New Ganga clean-up law plans armed force, prison terms & fines
The New Express
An armed Ganga Protection Corps (GPC) whose personnel will have powers to arrest those who pollute the river; treating a slew of actions — from obstructing the flow to commercial fishing — as cognizable offences that may attract a prison term of up to three years and a fine of up to Rs 5 lakh. These are among the measures in the draft Bill prepared by the Ministry of Water Resources, River Development & Ganga Rejuvenation which has sought opinion of various stakeholders.

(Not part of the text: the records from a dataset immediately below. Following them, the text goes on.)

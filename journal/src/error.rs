//! Error types for the journal.

use thiserror::Error;

/// Result type alias for journal operations
pub type Result<T> = std::result::Result<T, JournalError>;

#[derive(Error, Debug)]
pub enum JournalError {
    /// Content was empty after trimming. Recovered at intake, never stored.
    #[error("Invalid entry: {0}")]
    Validation(String),

    /// Underlying SQLite failure. Not retried.
    #[error("Storage error: {0}")]
    Persistence(#[from] rusqlite::Error),

    /// Delete targeted an id that does not exist.
    #[error("Entry {0} not found")]
    NotFound(i64),

    #[error("Console I/O error: {0}")]
    Io(#[from] std::io::Error),
}
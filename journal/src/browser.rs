//! One-at-a-time traversal over a retrieval snapshot, with per-entry
//! continue/delete/quit decisions.

use std::io::{BufRead, Write};

use journal_types::JournalEntry;

use crate::console::Console;
use crate::db::EntryStore;
use crate::error::{JournalError, Result};
use crate::search::SearchFilter;

/// What the user asked for while an entry is displayed.
#[derive(Debug, Clone, Copy, PartialEq, Eq)]
pub enum NextAction {
    Continue,
    Delete,
    Quit,
}

impl NextAction {
    /// `q` quits, `d` deletes, anything else (including empty input)
    /// continues. End of input quits.
    pub fn parse(input: Option<&str>) -> Self {
        let Some(input) = input else {
            return Self::Quit;
        };
        match input.trim().to_lowercase().as_str() {
            "q" => Self::Quit,
            "d" => Self::Delete,
            _ => Self::Continue,
        }
    }
}

#[derive(Debug, Clone, Copy, PartialEq, Eq)]
enum State {
    Displaying(usize),
    ConfirmDelete(usize),
    End,
    Quit,
}

#[derive(Debug, Clone, Copy, PartialEq, Eq)]
pub enum BrowseOutcome {
    /// Every entry in the snapshot was visited.
    End,
    /// The user stopped early.
    Quit,
}

#[derive(Debug, Clone, PartialEq, Eq)]
pub struct BrowseReport {
    pub shown: usize,
    pub deleted: Vec<i64>,
    pub outcome: BrowseOutcome,
}

/// Browse all entries, or only those matching `filter`, newest first.
pub fn view_entries<S, R, W>(
    store: &S,
    console: &mut Console<R, W>,
    filter: Option<&SearchFilter>,
) -> Result<BrowseReport>
where
    S: EntryStore + ?Sized,
    R: BufRead,
    W: Write,
{
    let snapshot = store.retrieve(filter)?;
    if snapshot.is_empty() {
        console.say("No entries found.")?;
    }
    browse(store, console, &snapshot)
}

/// Ask for a search term, then browse the matching entries.
pub fn search_entries<S, R, W>(store: &S, console: &mut Console<R, W>) -> Result<BrowseReport>
where
    S: EntryStore + ?Sized,
    R: BufRead,
    W: Write,
{
    let Some(query) = console.prompt("\nType the word you would like to search for")? else {
        return Ok(BrowseReport {
            shown: 0,
            deleted: Vec::new(),
            outcome: BrowseOutcome::Quit,
        });
    };
    let filter = SearchFilter::new(&query);
    view_entries(store, console, filter.as_ref())
}

/// Walk `entries` in order. The slice is never re-queried, so deletions made
/// along the way cannot shift or drop the entries still to be shown.
pub fn browse<S, R, W>(
    store: &S,
    console: &mut Console<R, W>,
    entries: &[JournalEntry],
) -> Result<BrowseReport>
where
    S: EntryStore + ?Sized,
    R: BufRead,
    W: Write,
{
    let mut shown = 0;
    let mut deleted = Vec::new();
    let mut state = State::Displaying(0);

    loop {
        state = match state {
            State::Displaying(i) if i >= entries.len() => State::End,
            State::Displaying(i) => {
                let entry = &entries[i];
                console.clear()?;
                console.say(&format!("{}\n{}\n", entry.local_timestamp(), entry.content))?;
                shown += 1;

                let answer = console
                    .prompt("\nShow next entry or delete entry? [Y/d/q]")?;
                match NextAction::parse(answer.as_deref()) {
                    NextAction::Continue => State::Displaying(i + 1),
                    NextAction::Delete => State::ConfirmDelete(i),
                    NextAction::Quit => State::Quit,
                }
            }
            State::ConfirmDelete(i) => {
                let entry = &entries[i];
                if confirm_delete(store, console, entry)? {
                    deleted.push(entry.id);
                }
                State::Displaying(i + 1)
            }
            State::End => {
                return Ok(BrowseReport {
                    shown,
                    deleted,
                    outcome: BrowseOutcome::End,
                });
            }
            State::Quit => {
                return Ok(BrowseReport {
                    shown,
                    deleted,
                    outcome: BrowseOutcome::Quit,
                });
            }
        };
    }
}

/// Returns whether the entry was actually removed. A missing entry is
/// reported and swallowed; storage failures propagate.
fn confirm_delete<S, R, W>(
    store: &S,
    console: &mut Console<R, W>,
    entry: &JournalEntry,
) -> Result<bool>
where
    S: EntryStore + ?Sized,
    R: BufRead,
    W: Write,
{
    if !console.confirm("Are you sure? [yN]")? {
        return Ok(false);
    }
    match store.delete(entry.id) {
        Ok(()) => {
            console.say("Entry deleted!")?;
            Ok(true)
        }
        Err(JournalError::NotFound(_)) => {
            console.say("Entry was already deleted.")?;
            Ok(false)
        }
        Err(e) => Err(e),
    }
}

41 Oil Blocks To Vedanta Is Corporate Bonanza, While ONGC Is Bled Dry
News Click
So the Indian government held the first auction of oil and gas exploration blocks in the country in eight years — under the new and very ‘liberalised’ Open Acreage Licensing Policy (OALP). The Directorate General of Hydrocarbons (DGH) announced the results on 28 August. And Vedanta — a multinational resource extraction conglomerate with worldwide infamy for its flagrant violations of human rights and environmental as all manner of other laws as also for its persecution of workers and the general loot of resources, from Odisha to Zambia, with the latest case being in Thoothukudi— was awarded 41 out of 55 blocks on offer.

Gujarat land Bills cleared by President
The Hindu
President Ram Nath Kovind has given assent to two land amendment Bills in Gujarat that proposes to allot surplus agriculture land, meant for landless farmers, to industries and civic bodies. The two bills are the Gujarat Agricultural Lands Ceiling (Amendment) Bill 2015 and the Gujarat Agricultural Lands Ceiling (Amendment) Bill, 2017. Gujarat Congress had opposed the legislations, alleging that surplus agriculture land acquired during land reform days in 1960s that are meant for landless and marginal farmers will be handed over to industrialists. (Related: Adani Group got land at cheapest rates in Modi’s Gujarat)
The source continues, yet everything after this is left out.